Billy doesn’t drive to the parking garage. The parking garage is done. At five to six he parks on Main Street a few blocks from the Gerard Tower. Plenty of curbside spaces at this hour and the sidewalk is deserted. His laptop is over his shoulder. The paper bag is in his hand. He leaves the keys in the Toyota’s cup holder. Maybe somebody will steal it, although that’s not actually necessary. Neither is dropping the three dead cell phones through three different sewer grates, always checking his surroundings to be sure he’s not observed. It’s what they called ‘policing up the area’ in the Marines. After he drops the third one, he checks to see if he brought Shan’s drawing of her and the flamingo. The one whose name has been changed to Dave. It’s there. Good. It’s a keeper.

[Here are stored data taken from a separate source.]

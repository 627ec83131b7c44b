use std::sync::Arc;
use std::time::Duration;

use anyhow::{anyhow, bail, Context, Result};
use chrono::Local;
use docflow_core::{
    AnalysisWizard, PipelineInput, ProjectId, RefineRequest, RefineStatus, RunOutcome,
    SelectionTree,
};
use docflow_engine::{ApiClient, ClientSettings, Coordinator};
use docflow_logging::{flow_debug, flow_info};
use tokio::runtime::Runtime;

use crate::cli::{
    AnalyzeCommand, Cli, Command, RefineCommand, ScanCommand, SpecsCommand, StatsCommand,
};
use crate::config;
use crate::interrupt::Interrupt;
use crate::logging::init_logging;
use crate::render::{run_lines, step_line, timestamped, tree_lines};

const POLL: Duration = Duration::from_millis(200);

pub fn run(cli: Cli) -> Result<()> {
    let config = config::load(cli.config.as_deref())?;
    init_logging(&config.log);
    let mut settings = config.server.to_settings();
    if let Some(base_url) = cli.server {
        settings.base_url = base_url;
    }
    flow_info!("Using server {}", settings.base_url);

    let runtime = Runtime::new().context("failed to start the async runtime")?;
    match cli.command {
        Command::Scan(cmd) => scan(&runtime, settings, cmd),
        Command::Analyze(cmd) => analyze(&runtime, settings, cmd),
        Command::Refine(cmd) => refine(&runtime, settings, cmd),
        Command::Specs(cmd) => specs(&runtime, settings, cmd),
        Command::Stats(cmd) => stats(&runtime, settings, cmd),
    }
}

fn scan(runtime: &Runtime, settings: ClientSettings, cmd: ScanCommand) -> Result<()> {
    let mut coordinator = Coordinator::connect(settings, runtime.handle().clone())?;
    coordinator.start(
        cmd.project,
        PipelineInput::ScanAndIndex {
            parse_content: !cmd.no_parse,
            force_reindex: cmd.force_reindex,
            skip_index: cmd.skip_index,
        },
    );
    follow(&mut coordinator, cmd.project, &Interrupt::listen(runtime.handle()))
}

fn analyze(runtime: &Runtime, settings: ClientSettings, cmd: AnalyzeCommand) -> Result<()> {
    let api = ApiClient::new(settings.clone())?;
    let mut wizard = AnalysisWizard::new(cmd.project);
    wizard.set_documents(cmd.documents.clone())?;

    let documents = wizard.request_suggestions()?;
    match runtime.block_on(api.suggest_specs(cmd.project, &documents)) {
        Ok(suggestions) => wizard.suggestions_loaded(suggestions),
        Err(err) => {
            wizard.suggestions_failed(err.to_string());
            bail!("could not load spec suggestions: {err}");
        }
    }

    if !cmd.specs.is_empty() || !cmd.folders.is_empty() {
        let catalog = runtime.block_on(api.spec_tree(cmd.project))?;
        wizard.load_catalog(catalog);
        for document in &cmd.documents {
            let tree = wizard.selection_mut(*document)?;
            tree.clear();
            for spec in &cmd.specs {
                if !tree.is_selected(spec) && !tree.toggle_file(spec) {
                    bail!("unknown spec path '{spec}'");
                }
            }
            for folder in &cmd.folders {
                tree.toggle_folder(folder, true);
            }
        }
    }
    for document in &cmd.documents {
        let count = wizard
            .selection(*document)
            .map_or(0, SelectionTree::selected_count);
        println!("Document {document}: {count} specs selected");
    }

    let input = wizard.start_analysis()?;
    let mut coordinator = Coordinator::connect(settings, runtime.handle().clone())?;
    coordinator.start(cmd.project, input);
    let outcome = follow(
        &mut coordinator,
        cmd.project,
        &Interrupt::listen(runtime.handle()),
    );
    wizard.finish();
    outcome
}

fn refine(runtime: &Runtime, settings: ClientSettings, cmd: RefineCommand) -> Result<()> {
    let mut coordinator = Coordinator::connect(settings, runtime.handle().clone())?;
    coordinator.refine(RefineRequest {
        project_id: cmd.project,
        result_id: cmd.result,
        spec_paths: cmd.specs,
        instruction: cmd.instruction,
    });
    println!("Refining result {}...", cmd.result);
    loop {
        match coordinator.take_settled_refine(cmd.result) {
            Some(RefineStatus::Done) => {
                println!("Result {} refined", cmd.result);
                return Ok(());
            }
            Some(RefineStatus::Failed(message)) => bail!("refine failed: {message}"),
            Some(RefineStatus::Rejected(err)) => bail!("refine refused: {err}"),
            Some(RefineStatus::Pending) => {}
            None if coordinator.board().refine_status(cmd.result).is_none() => {
                bail!("refine for result {} was never recorded", cmd.result)
            }
            None => {}
        }
        coordinator.pump_timeout(POLL);
    }
}

fn specs(runtime: &Runtime, settings: ClientSettings, cmd: SpecsCommand) -> Result<()> {
    let api = ApiClient::new(settings)?;
    let catalog = runtime.block_on(api.spec_tree(cmd.project))?;
    let mut tree = match cmd.document {
        Some(document) => {
            let suggestions = runtime.block_on(api.suggest_specs(cmd.project, &[document]))?;
            let catalog = catalog.with_files(suggestions.spec_files());
            SelectionTree::with_selection(Arc::new(catalog), suggestions.seed_for(document))
        }
        None => SelectionTree::new(Arc::new(catalog)),
    };
    tree.expand_all();
    for line in tree_lines(&tree.filter(&cmd.filter)) {
        println!("{line}");
    }
    println!(
        "{} files, {} selected",
        tree.catalog().len(),
        tree.selected_count()
    );
    Ok(())
}

fn stats(runtime: &Runtime, settings: ClientSettings, cmd: StatsCommand) -> Result<()> {
    let api = ApiClient::new(settings)?;
    let project = runtime.block_on(api.get_project(cmd.project))?;
    let kb = runtime.block_on(api.knowledge_base_stats(cmd.project))?;

    println!("{} (#{})", project.project.name, project.project.id);
    println!("  RFI folder:   {}", project.project.rfi_folder_path);
    println!("  Specs folder: {}", project.project.specs_folder_path);
    match project.project.last_scanned {
        Some(at) => println!("  Last scanned: {}", at.format("%Y-%m-%d %H:%M")),
        None => println!("  Last scanned: never"),
    }
    println!(
        "  Files: {} total, {} RFIs, {} submittals, {} specs, {} drawings",
        project.total_files,
        project.rfi_count,
        project.submittal_count,
        project.spec_count,
        project.drawing_count
    );
    println!("  Results: {}", project.result_count);
    let indexed = match kb.last_indexed {
        Some(at) => format!("indexed {}", at.format("%Y-%m-%d %H:%M")),
        None if kb.indexed => "indexed".to_string(),
        None => "not indexed".to_string(),
    };
    println!(
        "  Knowledge base: {indexed}, {} chunks{}",
        kb.document_count,
        kb.embedding_model
            .map(|model| format!(" ({model})"))
            .unwrap_or_default()
    );
    Ok(())
}

/// Prints step changes until the project's run settles.
fn follow(
    coordinator: &mut Coordinator,
    project: ProjectId,
    interrupt: &Interrupt,
) -> Result<()> {
    if let Some(err) = coordinator.board().rejection(project) {
        bail!("{err}");
    }
    let mut last_line = String::new();
    loop {
        if interrupt.take() {
            println!("Cancelling...");
            flow_info!("Cancelling pipeline for project {}", project);
            coordinator.cancel(project);
        }
        coordinator.pump_timeout(POLL);
        if let Some(view) = coordinator.take_view_if_dirty() {
            let run = view
                .run(project)
                .ok_or_else(|| anyhow!("run for project {project} disappeared"))?;
            if let Some(step) = run.steps.iter().find(|step| step.state.is_running()) {
                let line = step_line(step);
                if line != last_line {
                    println!("{}", timestamped(&line, Local::now().naive_local()));
                    last_line = line;
                }
            }
        }

        let Some(run) = coordinator.board().run(project) else {
            bail!("run for project {project} disappeared");
        };
        if run.is_active() {
            continue;
        }
        let outcome = run.outcome();
        flow_debug!("Run {} settled as {:?}", run.id(), outcome);
        if let Some(run) = coordinator.board().view().run(project) {
            for line in run_lines(run) {
                println!("{line}");
            }
        }
        return match outcome {
            RunOutcome::Failed => Err(anyhow!("pipeline failed")),
            RunOutcome::Cancelled => Err(anyhow!("pipeline cancelled")),
            RunOutcome::Complete | RunOutcome::Active => Ok(()),
        };
    }
}
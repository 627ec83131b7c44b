use std::collections::BTreeMap;

use crate::{DocumentId, SpecFile};

/// How many of the best suggestions start out selected for each document.
pub const SEED_LIMIT: usize = 5;

/// A candidate spec file proposed for one source document.
#[derive(Debug, Clone, PartialEq)]
pub struct SuggestedSpec {
    pub path: String,
    pub name: String,
    pub relevance_score: f32,
    pub matched_terms: Vec<String>,
}

impl SuggestedSpec {
    pub fn to_spec_file(&self) -> SpecFile {
        let mut file = SpecFile::from_path(&self.path, 0);
        if !self.name.is_empty() {
            file.name = self.name.clone();
        }
        file
    }
}

/// Ranked suggestions per source document.
#[derive(Debug, Clone, PartialEq, Default)]
pub struct SuggestionSet {
    by_document: BTreeMap<DocumentId, Vec<SuggestedSpec>>,
}

impl SuggestionSet {
    pub fn new() -> Self {
        Self::default()
    }

    /// Stores the candidates for a document sorted by descending score,
    /// replacing whatever the document had before. Ties keep server order.
    pub fn insert(&mut self, document: DocumentId, mut specs: Vec<SuggestedSpec>) {
        specs.sort_by(|a, b| b.relevance_score.total_cmp(&a.relevance_score));
        self.by_document.insert(document, specs);
    }

    pub fn for_document(&self, document: DocumentId) -> &[SuggestedSpec] {
        self.by_document
            .get(&document)
            .map(Vec::as_slice)
            .unwrap_or_default()
    }

    pub fn documents(&self) -> impl Iterator<Item = DocumentId> + '_ {
        self.by_document.keys().copied()
    }

    pub fn is_empty(&self) -> bool {
        self.by_document.is_empty()
    }

    /// The default selection for a document: its top [`SEED_LIMIT`] paths.
    pub fn seed_for(&self, document: DocumentId) -> Vec<String> {
        self.for_document(document)
            .iter()
            .take(SEED_LIMIT)
            .map(|spec| spec.path.clone())
            .collect()
    }

    /// Every suggested file across documents, for merging into a catalog.
    pub fn spec_files(&self) -> Vec<SpecFile> {
        self.by_document
            .values()
            .flatten()
            .map(SuggestedSpec::to_spec_file)
            .collect()
    }
}

impl FromIterator<(DocumentId, Vec<SuggestedSpec>)> for SuggestionSet {
    fn from_iter<T: IntoIterator<Item = (DocumentId, Vec<SuggestedSpec>)>>(iter: T) -> Self {
        let mut set = SuggestionSet::new();
        for (document, specs) in iter {
            set.insert(document, specs);
        }
        set
    }
}
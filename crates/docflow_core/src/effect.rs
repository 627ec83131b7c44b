use crate::{PhaseRequest, RefineRequest, RunId, StaleTag};

#[derive(Debug, Clone, PartialEq, Eq)]
pub enum Effect {
    /// Open the event stream for a phase. Replaces any stream the run holds.
    OpenPhase {
        run_id: RunId,
        phase_index: usize,
        request: PhaseRequest,
    },
    /// Cancel and drop the run's stream handle, if any.
    CloseStream { run_id: RunId },
    /// Result collections that dependent views must refetch.
    MarkStale(Vec<StaleTag>),
    /// Issue a one-shot refine request.
    Refine(RefineRequest),
}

He cuts down Geary Street, walks a block away from Gerard Tower, and comes to the alley he scoped out. After again checking to make sure he’s unobserved (also that there’s no inconvenient wino sleeping it off in there), Billy enters the alley and crouches behind the second of two dumpsters. Trash pickup day in this city is Friday, so both are full and reeking. He stows his laptop and the gray gimme cap behind the dumpster, then scavenges a bunch of packing paper and covers them.

This part worries him more than taking the shot. Do you call that irony? He doesn’t know. What he knows is that he doesn’t want to lose the lappie any more than he wants to lose the copy of Thérèse Raquin he was reading when he came to this city (the book is safely stowed at 658 Pearson). Lucky charms are what they are. Like the baby shoe he carried during Operation Vigilant Resolve and most of Phantom Fury.

The chances of someone coming down this alley, looking behind the dumpster, lifting the garbage-bespattered packing paper, and stealing his laptop are small, and they’d never be able to crack the password, but the object matters. He can’t bring it, though, because he can’t leave Gerard Tower with it slung over his shoulder. He has seen Colin White with his phone, and a couple of times he’s shown up for lunch still wearing the headset that must just about be a part of him, but Billy has never seen him with a laptop.